Again returning to our current state of half-ignorance half-knowledge: in that state, this must be regarded as possible. We don't know it's true, we don't know it's false, we don't even know whether it is what string theory actually predicts. Anthropic string theory can't be excluded apriori - though any predictions it generates are liable to be suspect - and it leaves the first level of ambition untouched and still valid; one can still hope to identify a specific string vacuum which predicts measurable quantities to arbitrary precision.
Returning to that first level of ambition, where we just try to match experiment and make predictions, and don't especially care if our model is one among zillions of models - we try to falsify the model, and not all of them at once - I started by saying that it's possible that the existing program of string phenomenology may yet pay off. Maybe we'll see superpartners, and so on.

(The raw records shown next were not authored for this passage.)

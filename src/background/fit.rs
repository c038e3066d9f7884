use crate::assets::decode::PreparedImage;
use crate::foundation::core::Canvas;
use crate::foundation::error::{SlidecastError, SlidecastResult};

/// Scale-then-center-crop parameters that cover a target canvas with no empty area.
#[derive(Clone, Copy, Debug, PartialEq, Eq)]
pub struct CoverFit {
    /// Source width after scaling.
    pub scaled_width: u32,
    /// Source height after scaling.
    pub scaled_height: u32,
    /// Left edge of the crop window inside the scaled source.
    pub crop_x: u32,
    /// Top edge of the crop window inside the scaled source.
    pub crop_y: u32,
}

impl CoverFit {
    /// Fit a `src_w x src_h` source to `dst`.
    ///
    /// A source wider than the target (by aspect) is scaled to the target height and cropped
    /// horizontally; otherwise it is scaled to the target width and cropped vertically.
    pub fn compute(src_w: u32, src_h: u32, dst: Canvas) -> SlidecastResult<Self> {
        if src_w == 0 || src_h == 0 {
            return Err(SlidecastError::media(format!(
                "cannot fit a {src_w}x{src_h} source"
            )));
        }
        let (sw, sh) = (u64::from(src_w), u64::from(src_h));
        let (dw, dh) = (u64::from(dst.width), u64::from(dst.height));

        let (scaled_w, scaled_h) = if sw * dh > dw * sh {
            (((sw * dh + sh / 2) / sh).max(dw), dh)
        } else {
            (dw, ((sh * dw + sw / 2) / sw).max(dh))
        };
        Ok(Self {
            scaled_width: scaled_w as u32,
            scaled_height: scaled_h as u32,
            crop_x: ((scaled_w - dw) / 2) as u32,
            crop_y: ((scaled_h - dh) / 2) as u32,
        })
    }

    /// Whether the crop window lies inside the scaled source and spans the whole target.
    pub fn covers(&self, dst: Canvas) -> bool {
        self.crop_x + dst.width <= self.scaled_width
            && self.crop_y + dst.height <= self.scaled_height
    }
}

/// Cover-fit a decoded still to `dst`, returning a full-frame premultiplied RGBA8 buffer.
pub fn fit_still(img: &PreparedImage, dst: Canvas) -> SlidecastResult<Vec<u8>> {
    let fit = CoverFit::compute(img.width, img.height, dst)?;
    let src = image::RgbaImage::from_raw(img.width, img.height, img.rgba8_premul.as_ref().clone())
        .ok_or_else(|| SlidecastError::media("image buffer does not match its dimensions"))?;
    let scaled = if fit.scaled_width == img.width && fit.scaled_height == img.height {
        src
    } else {
        image::imageops::resize(
            &src,
            fit.scaled_width,
            fit.scaled_height,
            image::imageops::FilterType::Triangle,
        )
    };

    let stride = fit.scaled_width as usize * 4;
    let row_len = dst.width as usize * 4;
    let raw = scaled.as_raw();
    let mut out = Vec::with_capacity(dst.rgba_len());
    for y in 0..dst.height as usize {
        let start = (y + fit.crop_y as usize) * stride + fit.crop_x as usize * 4;
        out.extend_from_slice(&raw[start..start + row_len]);
    }
    Ok(out)
}

#[cfg(test)]
#[path = "../../tests/unit/background/fit.rs"]
mod tests;
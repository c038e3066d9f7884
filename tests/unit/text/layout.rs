use rand::SeedableRng;
use rand::rngs::StdRng;

use super::*;

/// Monospace stand-in: every char is half an em wide, emoji are one em square.
struct FakeMeasure {
    emoji_ok: bool,
}

impl GlyphMeasure for FakeMeasure {
    fn measure_plain(&mut self, text: &str, size_px: f32) -> RunMetrics {
        RunMetrics {
            advance: text.chars().count() as f32 * size_px * 0.5,
            ascent: size_px * 0.8,
            descent: size_px * 0.2,
        }
    }

    fn measure_emoji(&mut self, _cluster: &str, size_px: f32) -> Option<RunMetrics> {
        self.emoji_ok.then_some(RunMetrics {
            advance: size_px,
            ascent: size_px * 0.8,
            descent: size_px * 0.2,
        })
    }
}

fn style(rotation: Option<(f32, f32)>) -> LayoutStyle {
    LayoutStyle {
        font_size: 20.0,
        emoji_scale: 1.0,
        emoji_enabled: true,
        emoji_rotation: rotation,
        max_width: 400.0,
        line_gap: 0.0,
    }
}

const CANVAS: Canvas = Canvas {
    width: 1000,
    height: 1000,
};

#[test]
fn plain_runs_share_the_baseline_around_an_emoji() {
    let mut rng = StdRng::seed_from_u64(1);
    let mut m = FakeMeasure { emoji_ok: true };
    let out = layout_overlay("Great job 🎉 today", CANVAS, &style(None), &mut m, &mut rng);

    assert_eq!(out.lines.len(), 1);
    let line = &out.lines[0];
    assert_eq!(line.items.len(), 3);
    let PlacedItem::Plain { text, x, width } = &line.items[0] else {
        panic!("expected plain run first");
    };
    assert_eq!(text, "Great job ");
    assert_eq!(*width, 100.0);
    // 10 chars + one 20px emoji + 6 chars => 180px, centered in 1000
    assert_eq!(line.width, 180.0);
    assert_eq!(*x, 410.0);
    let PlacedItem::Emoji { origin_x, angle_deg, .. } = &line.items[1] else {
        panic!("expected emoji second");
    };
    assert_eq!(*origin_x, 510.0);
    assert_eq!(*angle_deg, 0.0);
    let PlacedItem::Plain { text, x, .. } = &line.items[2] else {
        panic!("expected plain run last");
    };
    assert_eq!(text, " today");
    assert_eq!(*x, 530.0);
    // one line of 20px is vertically centered
    assert!((line.baseline - (490.0 + 16.0)).abs() < 1e-4);
}

#[test]
fn rotation_draws_per_occurrence_within_range_and_is_seeded() {
    let st = style(Some((-20.0, 20.0)));
    let angles = |seed: u64| -> Vec<f32> {
        let mut rng = StdRng::seed_from_u64(seed);
        let mut m = FakeMeasure { emoji_ok: true };
        layout_overlay("🔥 hot 🔥 hot 🔥", CANVAS, &st, &mut m, &mut rng).lines[0]
            .items
            .iter()
            .filter_map(|i| match i {
                PlacedItem::Emoji { angle_deg, .. } => Some(*angle_deg),
                PlacedItem::Plain { .. } => None,
            })
            .collect()
    };
    let a = angles(42);
    assert_eq!(a.len(), 3);
    assert!(a.iter().all(|v| (-20.0..=20.0).contains(v)));
    assert_eq!(a, angles(42));
    assert!(a[0] != a[1] || a[1] != a[2]);
}

#[test]
fn rotated_emoji_take_their_bounding_box_width() {
    let m = RunMetrics {
        advance: 20.0,
        ascent: 16.0,
        descent: 4.0,
    };
    let (w0, top0, bottom0) = rotated_emoji_extent(m, 0.0);
    assert!((w0 - 20.0).abs() < 1e-4);
    assert!((top0 + 16.0).abs() < 1e-4 && (bottom0 - 4.0).abs() < 1e-4);

    let (w45, _, _) = rotated_emoji_extent(m, 45.0);
    assert!((w45 - 20.0 * std::f32::consts::SQRT_2).abs() < 1e-3);
}

#[test]
fn long_text_wraps_greedily_within_max_width() {
    let mut rng = StdRng::seed_from_u64(3);
    let mut m = FakeMeasure { emoji_ok: true };
    let st = LayoutStyle {
        max_width: 120.0,
        ..style(None)
    };
    let out = layout_overlay("aaaa bbbb cccc dddd", CANVAS, &st, &mut m, &mut rng);
    let texts: Vec<String> = out
        .lines
        .iter()
        .map(|l| match &l.items[0] {
            PlacedItem::Plain { text, .. } => text.clone(),
            PlacedItem::Emoji { cluster, .. } => cluster.clone(),
        })
        .collect();
    assert_eq!(texts, vec!["aaaa bbbb", "cccc dddd"]);
    assert!(out.lines.iter().all(|l| l.width <= 120.0));
    assert!(out.lines[0].baseline < out.lines[1].baseline);
}

#[test]
fn disabled_or_missing_emoji_are_skipped() {
    let mut rng = StdRng::seed_from_u64(0);
    let mut m = FakeMeasure { emoji_ok: false };
    let out = layout_overlay("Go 🚀", CANVAS, &style(None), &mut m, &mut rng);
    assert_eq!(out.skipped_emoji, 1);
    assert_eq!(out.lines[0].items.len(), 1);

    let mut m = FakeMeasure { emoji_ok: true };
    let st = LayoutStyle {
        emoji_enabled: false,
        ..style(None)
    };
    let out = layout_overlay("🚀🚀 Go", CANVAS, &st, &mut m, &mut rng);
    assert_eq!(out.skipped_emoji, 2);
    assert!(out.lines[0].items.iter().all(|i| matches!(i, PlacedItem::Plain { .. })));
}

#[test]
fn empty_text_has_no_bounds() {
    let mut rng = StdRng::seed_from_u64(0);
    let mut m = FakeMeasure { emoji_ok: true };
    let out = layout_overlay("   ", CANVAS, &style(None), &mut m, &mut rng);
    assert!(out.lines.is_empty());
    assert!(out.bounds().is_none());
}
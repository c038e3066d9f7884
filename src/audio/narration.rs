use std::path::{Path, PathBuf};
use std::sync::Arc;

use crate::assets::media::{AudioPcm, MIX_SAMPLE_RATE, decode_audio_f32_stereo};
use crate::audio::process::process_narration;
use crate::config::model::AudioConfig;

/// Path of the narration clip for slide `slide_index` (0-based) of scenario `stem`.
pub fn narration_clip_path(voice_dir: &Path, stem: &str, slide_index: usize) -> PathBuf {
    voice_dir.join(format!("{stem}_slide_{:02}.wav", slide_index + 1))
}

/// Decode and process one clip. Missing, unreadable and empty clips yield `None`.
pub fn load_narration_clip(path: &Path, slide: usize, cfg: &AudioConfig) -> Option<AudioPcm> {
    if !path.is_file() {
        tracing::warn!(slide, path = %path.display(), "narration clip missing, slide stays silent");
        return None;
    }
    let pcm = match decode_audio_f32_stereo(path, MIX_SAMPLE_RATE) {
        Ok(pcm) => pcm,
        Err(err) => {
            tracing::warn!(slide, path = %path.display(), %err, "narration clip unreadable, slide stays silent");
            return None;
        }
    };
    if pcm.frames() == 0 {
        tracing::warn!(slide, path = %path.display(), "narration clip is empty");
        return None;
    }
    let processed = process_narration(pcm, cfg);
    (processed.frames() > 0).then_some(processed)
}

/// Load the clip of every slide, in slide order.
pub fn load_scenario_narration(
    voice_dir: &Path,
    stem: &str,
    slide_count: usize,
    cfg: &AudioConfig,
) -> Vec<Option<Arc<AudioPcm>>> {
    (0..slide_count)
        .map(|i| {
            let path = narration_clip_path(voice_dir, stem, i);
            load_narration_clip(&path, i + 1, cfg).map(Arc::new)
        })
        .collect()
}

/// Clip durations in seconds as the timeline builder expects them.
pub fn clip_durations(clips: &[Option<Arc<AudioPcm>>]) -> Vec<Option<f64>> {
    clips
        .iter()
        .map(|c| c.as_ref().map(|pcm| pcm.duration_sec()))
        .collect()
}

#[cfg(test)]
#[path = "../../tests/unit/audio/narration.rs"]
mod tests;
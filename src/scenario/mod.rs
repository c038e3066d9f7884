pub(crate) mod model;
pub(crate) mod status;
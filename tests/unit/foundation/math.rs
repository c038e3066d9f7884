use super::*;

#[test]
fn fnv_hash_is_split_invariant() {
    let mut a = Fnv1a64::new_default();
    a.write_bytes(b"slidecast");
    let mut b = Fnv1a64::new_default();
    b.write_u8(b's');
    b.write_bytes(b"lidecast");
    assert_eq!(a.finish(), b.finish());
}

#[test]
fn scenario_seed_depends_on_both_inputs() {
    let a = scenario_seed(7, "morning_routine");
    assert_eq!(a, scenario_seed(7, "morning_routine"));
    assert_ne!(a, scenario_seed(8, "morning_routine"));
    assert_ne!(a, scenario_seed(7, "evening_routine"));
}

#[test]
fn mul_div255_variants_align() {
    for x in [0u16, 1, 127, 255] {
        for y in [0u16, 1, 127, 255] {
            assert_eq!(u16::from(mul_div255_u8(x, y)), mul_div255_u16(x, y));
        }
    }
}

#[test]
fn decibel_conversions_invert() {
    assert!((db_to_amplitude(0.0) - 1.0).abs() < 1e-6);
    assert!((db_to_amplitude(-20.0) - 0.1).abs() < 1e-6);
    assert!((amplitude_to_db(0.1) + 20.0).abs() < 1e-4);
    assert_eq!(amplitude_to_db(0.0), f32::NEG_INFINITY);
}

But, it is also possible that some of the guiding phenomenological assumptions are wrong. This is related to my comments #25 and #28, where I tried to explain that string phenomenology derives many of its ideas from a consensus about what to look for and what needs explaining, that originates outside string theory, in the culture of particle physics. There has been a prevailing assumption that the bare standard model is an unnaturally tuned theory, that there needs to be something else in order to make it "natural", and that superpartners with masses within an order of magnitude of the Higgs fit the bill. All this is in question now. The anthropic alternative is currently dominating discussion - the idea that the Higgs is tuned to a thousandth or a millionth part, in order to make atoms and a long-lived universe possible - and so anthropic string phenomenology is also getting a boost. But there are actually many other ideas on the margins, and it may be expected that they will also get their turn to be investigated, and that many surprises will show up.
Just at the level of field theory, there are many other paths to explore, and it's also true of string theory. People may begin to look at new parts of the landscape, and they may even look at neglected versions of string theory itself. There are many unexplored options, at that first level of ambition for string theory, and it may be that the experience of repeatedly being disappointed by the failure of superparticles, large extra dimensions... to show up, will have been necessary to drive people off the beaten track and look at the other possibilities.